• [EXERCISE DESCRIPTION] Only the lines below from the one containing "scene by ID" to the one containing "let summary = TokenSummaryDto::from(&token);" should be repeated, both included and unchanged.

Collected data entries:
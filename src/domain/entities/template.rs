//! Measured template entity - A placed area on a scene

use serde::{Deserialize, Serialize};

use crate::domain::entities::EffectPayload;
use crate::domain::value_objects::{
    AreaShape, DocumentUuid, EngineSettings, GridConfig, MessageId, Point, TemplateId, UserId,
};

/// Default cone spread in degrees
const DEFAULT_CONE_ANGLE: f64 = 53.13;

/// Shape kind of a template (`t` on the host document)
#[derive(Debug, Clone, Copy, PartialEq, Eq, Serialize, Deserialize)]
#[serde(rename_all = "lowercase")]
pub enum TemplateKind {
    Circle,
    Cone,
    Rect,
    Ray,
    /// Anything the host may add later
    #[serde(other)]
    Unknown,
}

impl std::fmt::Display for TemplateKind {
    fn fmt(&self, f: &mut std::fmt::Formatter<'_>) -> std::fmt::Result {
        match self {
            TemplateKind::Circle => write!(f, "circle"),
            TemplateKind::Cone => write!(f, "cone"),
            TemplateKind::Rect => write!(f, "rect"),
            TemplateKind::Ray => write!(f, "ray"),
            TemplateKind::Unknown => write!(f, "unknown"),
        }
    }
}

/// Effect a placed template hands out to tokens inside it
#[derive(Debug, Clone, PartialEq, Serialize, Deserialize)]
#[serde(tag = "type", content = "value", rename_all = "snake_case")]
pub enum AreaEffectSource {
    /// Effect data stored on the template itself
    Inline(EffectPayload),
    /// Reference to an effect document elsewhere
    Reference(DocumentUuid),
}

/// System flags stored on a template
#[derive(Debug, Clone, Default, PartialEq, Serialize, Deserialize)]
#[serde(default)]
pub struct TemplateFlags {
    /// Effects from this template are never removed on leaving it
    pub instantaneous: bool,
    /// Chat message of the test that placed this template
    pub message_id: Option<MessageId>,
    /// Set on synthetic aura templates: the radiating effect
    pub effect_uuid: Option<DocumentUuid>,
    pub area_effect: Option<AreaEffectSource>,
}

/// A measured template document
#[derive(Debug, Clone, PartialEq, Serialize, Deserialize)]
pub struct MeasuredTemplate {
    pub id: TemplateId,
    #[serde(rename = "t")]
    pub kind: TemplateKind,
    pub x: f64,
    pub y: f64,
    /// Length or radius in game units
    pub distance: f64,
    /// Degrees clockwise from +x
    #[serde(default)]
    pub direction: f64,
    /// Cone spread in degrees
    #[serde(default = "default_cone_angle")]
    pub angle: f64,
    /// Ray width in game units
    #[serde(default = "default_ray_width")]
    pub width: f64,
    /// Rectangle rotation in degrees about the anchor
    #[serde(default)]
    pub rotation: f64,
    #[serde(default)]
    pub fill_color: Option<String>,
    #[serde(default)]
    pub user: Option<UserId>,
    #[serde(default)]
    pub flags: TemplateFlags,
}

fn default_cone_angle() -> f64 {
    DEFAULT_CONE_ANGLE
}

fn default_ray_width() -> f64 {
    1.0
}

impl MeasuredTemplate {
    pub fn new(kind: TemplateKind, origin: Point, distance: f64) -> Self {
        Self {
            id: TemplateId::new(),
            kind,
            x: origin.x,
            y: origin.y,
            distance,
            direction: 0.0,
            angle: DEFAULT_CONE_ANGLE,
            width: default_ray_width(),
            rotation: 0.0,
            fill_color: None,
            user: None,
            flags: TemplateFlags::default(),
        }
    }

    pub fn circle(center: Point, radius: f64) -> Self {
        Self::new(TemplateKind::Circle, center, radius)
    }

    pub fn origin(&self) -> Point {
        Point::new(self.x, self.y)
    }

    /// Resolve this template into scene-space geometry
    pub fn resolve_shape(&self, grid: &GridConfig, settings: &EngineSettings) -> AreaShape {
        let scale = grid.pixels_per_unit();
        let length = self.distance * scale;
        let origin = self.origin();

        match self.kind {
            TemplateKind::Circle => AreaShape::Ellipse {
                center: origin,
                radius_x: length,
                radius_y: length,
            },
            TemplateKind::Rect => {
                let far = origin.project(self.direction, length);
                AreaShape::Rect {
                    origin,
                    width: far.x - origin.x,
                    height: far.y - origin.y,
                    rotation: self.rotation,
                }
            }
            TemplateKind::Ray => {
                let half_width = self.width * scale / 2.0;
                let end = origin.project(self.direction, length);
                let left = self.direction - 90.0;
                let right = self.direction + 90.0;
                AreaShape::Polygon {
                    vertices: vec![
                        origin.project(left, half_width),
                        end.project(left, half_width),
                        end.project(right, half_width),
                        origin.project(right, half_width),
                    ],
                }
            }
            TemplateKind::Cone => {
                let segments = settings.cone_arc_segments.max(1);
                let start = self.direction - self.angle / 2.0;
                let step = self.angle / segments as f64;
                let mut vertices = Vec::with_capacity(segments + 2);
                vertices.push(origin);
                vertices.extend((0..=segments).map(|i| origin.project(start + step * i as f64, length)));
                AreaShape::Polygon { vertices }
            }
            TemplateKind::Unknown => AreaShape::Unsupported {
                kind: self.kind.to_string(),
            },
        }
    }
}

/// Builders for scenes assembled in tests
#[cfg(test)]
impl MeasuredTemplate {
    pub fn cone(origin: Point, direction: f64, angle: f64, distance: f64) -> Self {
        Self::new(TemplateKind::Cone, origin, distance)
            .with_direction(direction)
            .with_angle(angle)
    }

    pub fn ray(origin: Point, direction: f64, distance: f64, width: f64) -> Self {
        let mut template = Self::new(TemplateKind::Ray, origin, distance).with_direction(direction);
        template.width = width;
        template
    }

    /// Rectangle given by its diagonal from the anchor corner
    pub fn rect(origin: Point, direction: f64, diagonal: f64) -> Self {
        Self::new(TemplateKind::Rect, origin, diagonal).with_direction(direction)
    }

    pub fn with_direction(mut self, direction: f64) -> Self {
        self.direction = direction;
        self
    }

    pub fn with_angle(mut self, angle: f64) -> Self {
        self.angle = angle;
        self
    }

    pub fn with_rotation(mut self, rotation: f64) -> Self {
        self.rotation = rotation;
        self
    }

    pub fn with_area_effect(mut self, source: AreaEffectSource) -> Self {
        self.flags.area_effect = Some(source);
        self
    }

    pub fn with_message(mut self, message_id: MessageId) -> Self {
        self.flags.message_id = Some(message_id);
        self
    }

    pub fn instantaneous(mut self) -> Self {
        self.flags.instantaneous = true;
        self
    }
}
* * *
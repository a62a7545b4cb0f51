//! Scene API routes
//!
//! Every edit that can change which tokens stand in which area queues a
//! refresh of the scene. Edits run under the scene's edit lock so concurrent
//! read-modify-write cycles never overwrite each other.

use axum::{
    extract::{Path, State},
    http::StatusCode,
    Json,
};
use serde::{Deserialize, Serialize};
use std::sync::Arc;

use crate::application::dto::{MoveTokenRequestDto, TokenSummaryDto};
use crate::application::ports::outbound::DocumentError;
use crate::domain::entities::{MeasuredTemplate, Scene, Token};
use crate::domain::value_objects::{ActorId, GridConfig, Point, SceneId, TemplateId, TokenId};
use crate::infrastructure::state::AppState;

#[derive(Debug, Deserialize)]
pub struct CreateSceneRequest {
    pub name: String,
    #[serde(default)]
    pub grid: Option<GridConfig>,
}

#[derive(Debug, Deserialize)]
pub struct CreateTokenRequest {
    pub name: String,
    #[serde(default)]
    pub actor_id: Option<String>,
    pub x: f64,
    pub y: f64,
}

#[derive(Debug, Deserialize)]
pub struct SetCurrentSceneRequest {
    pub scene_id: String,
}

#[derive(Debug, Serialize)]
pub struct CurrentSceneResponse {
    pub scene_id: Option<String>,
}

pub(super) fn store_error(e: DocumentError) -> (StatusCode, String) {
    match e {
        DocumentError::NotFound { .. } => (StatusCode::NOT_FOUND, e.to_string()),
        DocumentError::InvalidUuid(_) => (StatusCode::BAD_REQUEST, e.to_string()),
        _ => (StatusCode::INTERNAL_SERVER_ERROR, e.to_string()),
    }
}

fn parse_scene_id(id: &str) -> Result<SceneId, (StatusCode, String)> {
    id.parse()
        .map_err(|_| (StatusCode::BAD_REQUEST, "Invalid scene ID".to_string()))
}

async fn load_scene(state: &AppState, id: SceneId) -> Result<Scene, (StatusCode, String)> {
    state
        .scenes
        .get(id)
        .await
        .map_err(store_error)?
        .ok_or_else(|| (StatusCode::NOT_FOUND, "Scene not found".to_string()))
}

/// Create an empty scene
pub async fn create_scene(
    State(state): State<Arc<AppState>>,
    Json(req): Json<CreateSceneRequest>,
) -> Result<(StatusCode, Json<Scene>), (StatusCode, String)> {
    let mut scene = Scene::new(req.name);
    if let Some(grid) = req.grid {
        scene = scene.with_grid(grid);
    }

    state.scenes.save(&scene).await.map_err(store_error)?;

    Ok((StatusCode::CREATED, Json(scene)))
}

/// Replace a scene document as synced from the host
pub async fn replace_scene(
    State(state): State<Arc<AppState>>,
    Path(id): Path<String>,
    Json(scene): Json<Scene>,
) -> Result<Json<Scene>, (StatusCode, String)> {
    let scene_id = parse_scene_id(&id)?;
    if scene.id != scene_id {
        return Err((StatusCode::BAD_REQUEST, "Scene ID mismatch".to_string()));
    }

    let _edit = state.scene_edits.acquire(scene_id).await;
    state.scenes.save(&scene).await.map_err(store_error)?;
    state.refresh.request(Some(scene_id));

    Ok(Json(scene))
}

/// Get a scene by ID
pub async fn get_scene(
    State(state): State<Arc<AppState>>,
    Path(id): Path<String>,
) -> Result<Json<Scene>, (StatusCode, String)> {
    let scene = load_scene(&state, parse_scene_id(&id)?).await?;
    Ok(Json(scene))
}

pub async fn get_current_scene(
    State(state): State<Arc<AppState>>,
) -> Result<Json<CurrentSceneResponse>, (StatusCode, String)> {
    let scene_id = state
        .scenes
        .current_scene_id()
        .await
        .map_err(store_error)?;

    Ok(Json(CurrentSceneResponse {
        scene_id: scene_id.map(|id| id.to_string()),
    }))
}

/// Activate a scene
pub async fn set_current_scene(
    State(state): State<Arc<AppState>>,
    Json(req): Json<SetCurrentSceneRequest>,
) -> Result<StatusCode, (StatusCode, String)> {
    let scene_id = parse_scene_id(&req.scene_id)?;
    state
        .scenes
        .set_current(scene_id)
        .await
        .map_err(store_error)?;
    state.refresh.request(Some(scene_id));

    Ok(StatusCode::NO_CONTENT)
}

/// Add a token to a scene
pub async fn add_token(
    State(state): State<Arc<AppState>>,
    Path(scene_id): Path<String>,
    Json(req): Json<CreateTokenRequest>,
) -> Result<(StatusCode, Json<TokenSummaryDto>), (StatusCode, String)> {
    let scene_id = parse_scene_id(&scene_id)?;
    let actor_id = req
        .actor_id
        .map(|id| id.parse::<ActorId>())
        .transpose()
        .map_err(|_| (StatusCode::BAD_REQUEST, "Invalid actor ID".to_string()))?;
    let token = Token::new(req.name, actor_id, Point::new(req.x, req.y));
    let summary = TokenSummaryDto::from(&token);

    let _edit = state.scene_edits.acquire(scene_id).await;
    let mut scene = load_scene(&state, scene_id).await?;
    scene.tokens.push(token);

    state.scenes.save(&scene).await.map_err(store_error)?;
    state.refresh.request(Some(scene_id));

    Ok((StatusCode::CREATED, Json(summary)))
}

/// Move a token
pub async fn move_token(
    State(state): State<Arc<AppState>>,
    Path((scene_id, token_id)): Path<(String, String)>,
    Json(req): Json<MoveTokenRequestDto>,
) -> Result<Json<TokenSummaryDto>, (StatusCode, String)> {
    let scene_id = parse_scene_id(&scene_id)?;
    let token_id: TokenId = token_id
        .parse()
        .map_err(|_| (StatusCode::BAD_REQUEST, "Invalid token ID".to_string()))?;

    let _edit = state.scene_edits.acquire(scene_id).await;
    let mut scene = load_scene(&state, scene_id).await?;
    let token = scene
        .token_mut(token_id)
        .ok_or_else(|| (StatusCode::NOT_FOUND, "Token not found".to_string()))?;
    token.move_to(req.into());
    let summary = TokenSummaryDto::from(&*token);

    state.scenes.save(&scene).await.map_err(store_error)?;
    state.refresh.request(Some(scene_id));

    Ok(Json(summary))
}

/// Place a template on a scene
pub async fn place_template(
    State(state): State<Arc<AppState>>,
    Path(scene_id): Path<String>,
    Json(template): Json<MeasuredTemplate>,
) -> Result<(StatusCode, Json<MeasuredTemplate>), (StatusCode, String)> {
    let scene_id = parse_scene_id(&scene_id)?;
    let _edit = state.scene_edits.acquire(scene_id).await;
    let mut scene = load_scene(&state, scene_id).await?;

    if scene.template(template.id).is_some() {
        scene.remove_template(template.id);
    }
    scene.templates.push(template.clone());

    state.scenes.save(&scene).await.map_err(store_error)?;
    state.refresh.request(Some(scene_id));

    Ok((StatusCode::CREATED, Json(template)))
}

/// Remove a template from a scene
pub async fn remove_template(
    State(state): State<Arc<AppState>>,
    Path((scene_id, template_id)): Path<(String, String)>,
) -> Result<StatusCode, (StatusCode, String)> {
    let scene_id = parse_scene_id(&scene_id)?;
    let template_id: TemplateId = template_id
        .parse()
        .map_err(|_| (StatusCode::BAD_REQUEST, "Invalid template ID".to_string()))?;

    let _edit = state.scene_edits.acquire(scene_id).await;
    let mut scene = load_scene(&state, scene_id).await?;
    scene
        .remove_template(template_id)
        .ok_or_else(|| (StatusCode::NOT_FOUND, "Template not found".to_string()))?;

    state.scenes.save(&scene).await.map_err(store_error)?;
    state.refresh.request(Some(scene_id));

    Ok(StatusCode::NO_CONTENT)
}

• [WRITTEN REPLY]
/// Get a scene by ID
pub async fn get_scene(
    State(state): State<Arc<AppState>>,
    Path(id): Path<String>,
) -> Result<Json<Scene>, (StatusCode, String)> {
    let scene = load_scene(&state, parse_scene_id(&id)?).await?;
    Ok(Json(scene))
}

pub async fn get_current_scene(
    State(state): State<Arc<AppState>>,
) -> Result<Json<CurrentSceneResponse>, (StatusCode, String)> {
    let scene_id = state
        .scenes
        .current_scene_id()
        .await
        .map_err(store_error)?;

    Ok(Json(CurrentSceneResponse {
        scene_id: scene_id.map(|id| id.to_string()),
    }))
}

/// Activate a scene
pub async fn set_current_scene(
    State(state): State<Arc<AppState>>,
    Json(req): Json<SetCurrentSceneRequest>,
) -> Result<StatusCode, (StatusCode, String)> {
    let scene_id = parse_scene_id(&req.scene_id)?;
    state
        .scenes
        .set_current(scene_id)
        .await
        .map_err(store_error)?;
    state.refresh.request(Some(scene_id));

    Ok(StatusCode::NO_CONTENT)
}

/// Add a token to a scene
pub async fn add_token(
    State(state): State<Arc<AppState>>,
    Path(scene_id): Path<String>,
    Json(req): Json<CreateTokenRequest>,
) -> Result<(StatusCode, Json<TokenSummaryDto>), (StatusCode, String)> {
    let scene_id = parse_scene_id(&scene_id)?;
    let actor_id = req
        .actor_id
        .map(|id| id.parse::<ActorId>())
        .transpose()
        .map_err(|_| (StatusCode::BAD_REQUEST, "Invalid actor ID".to_string()))?;
    let token = Token::new(req.name, actor_id, Point::new(req.x, req.y));
    let summary = TokenSummaryDto::from(&token);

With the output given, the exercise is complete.